//! Field editing of persisted documents.
//!
//! An edit expression has the form `field:value` and names exactly one field
//! of a fixed recognized set. The editor reads the document's own literal
//! content (no inheritance resolution), mutates the one target field, and
//! rewrites the whole document pretty-printed; everything else survives
//! verbatim.

use std::io;
use std::path::{Path, PathBuf};

use serde_json::Value;
use thiserror::Error;

use crate::options::LoadOptions;
use crate::schema::{DeviceSet, ProjectSet, SchemaError, StageSet};
use crate::store;

/// Field editing errors. No write happens on any error path.
#[derive(Debug, Error)]
pub enum EditError {
    /// Expression was not `field:value`.
    #[error("malformed edit expression `{0}`, expected field:value")]
    MalformedExpression(String),

    /// Field is not in the recognized set.
    #[error("unrecognized field `{0}`")]
    UnknownField(String),

    /// An identifier was supplied for a scope the field does not live in.
    #[error("`{hint}` option conflicts with {scope}-scoped field `{field}`")]
    ConflictingScope {
        field: String,
        scope: &'static str,
        hint: &'static str,
    },

    /// Document missing or malformed; the edit was not applied.
    #[error("could not read document at {}", .0.display())]
    UnreadableDocument(PathBuf),

    /// The resolved target entry is not a mapping.
    #[error("edit target is not a mapping")]
    TargetNotAMapping,

    /// Target device/project/stage could not be resolved.
    #[error(transparent)]
    Schema(#[from] SchemaError),

    /// Rewrite of the document failed.
    #[error("failed to write document: {0}")]
    Write(#[from] io::Error),
}

/// Scope a recognized field lives in.
#[derive(Debug, Clone, Copy, PartialEq, Eq)]
enum FieldScope {
    Device,
    Project,
    Stage,
}

/// Recognized fields per scope. Extensible but closed per deployment.
fn field_scope(field: &str) -> Option<FieldScope> {
    match field {
        "ip" | "user" | "password" => Some(FieldScope::Device),
        "app_name" | "directory" => Some(FieldScope::Project),
        "branch" => Some(FieldScope::Stage),
        _ => None,
    }
}

/// Apply `expression` to the document at `path` and persist it.
///
/// Scope is determined solely by the field name. Identifiers supplied for a
/// different scope are rejected rather than silently ignored; a `project`
/// hint is legitimate for stage-scoped fields since stages nest inside
/// projects. Unspecified identifiers resolve to the configured defaults.
pub fn edit_config(
    path: &Path,
    expression: &str,
    options: &LoadOptions,
) -> Result<(), EditError> {
    let (field, value) = expression
        .split_once(':')
        .filter(|(field, _)| !field.is_empty())
        .ok_or_else(|| EditError::MalformedExpression(expression.to_string()))?;
    let scope = field_scope(field).ok_or_else(|| EditError::UnknownField(field.to_string()))?;
    check_scope_hints(field, scope, options)?;

    let mut doc = store::read_document(path)
        .ok_or_else(|| EditError::UnreadableDocument(path.to_path_buf()))?;
    let target = locate_target(&mut doc, scope, options)?;
    target
        .as_object_mut()
        .ok_or(EditError::TargetNotAMapping)?
        .insert(field.to_string(), Value::String(value.to_string()));

    store::write_document(path, &doc)?;
    tracing::debug!(path = %path.display(), field, "edited configuration field");
    Ok(())
}

/// Reject identifiers that cannot apply to the field's scope.
fn check_scope_hints(
    field: &str,
    scope: FieldScope,
    options: &LoadOptions,
) -> Result<(), EditError> {
    let conflict = |hint: &'static str, scope: &'static str| EditError::ConflictingScope {
        field: field.to_string(),
        scope,
        hint,
    };
    match scope {
        FieldScope::Device => {
            if options.project.is_some() {
                return Err(conflict("project", "device"));
            }
            if options.stage.is_some() {
                return Err(conflict("stage", "device"));
            }
        }
        FieldScope::Project => {
            if options.device.is_some() {
                return Err(conflict("device", "project"));
            }
            if options.stage.is_some() {
                return Err(conflict("stage", "project"));
            }
        }
        FieldScope::Stage => {
            if options.device.is_some() {
                return Err(conflict("device", "stage"));
            }
        }
    }
    Ok(())
}

/// Resolve the mapping the field lives in, within the literal document.
fn locate_target<'a>(
    doc: &'a mut Value,
    scope: FieldScope,
    options: &LoadOptions,
) -> Result<&'a mut Value, EditError> {
    match scope {
        FieldScope::Device => {
            let id = DeviceSet::from_document(doc)?
                .resolve_id(options.device.as_deref())?
                .to_string();
            Ok(&mut doc["devices"][id])
        }
        FieldScope::Project => {
            let id = ProjectSet::from_document(doc)?
                .resolve_id(options.project.as_deref())?
                .to_string();
            Ok(&mut doc["projects"][id])
        }
        FieldScope::Stage => {
            let projects = ProjectSet::from_document(doc)?;
            let (project_id, project) = projects.select(options.project.as_deref())?;
            let stage_id = StageSet::from_project(&project)?
                .resolve_id(options.stage.as_deref())?
                .to_string();
            Ok(&mut doc["projects"][project_id]["stages"][stage_id])
        }
    }
}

▸ **The task**: If a line in the records has the word "resolved", copy that line.

▸ **Expected output**:
    /// The resolved target entry is not a mapping.
    /// Target device/project/stage could not be resolved.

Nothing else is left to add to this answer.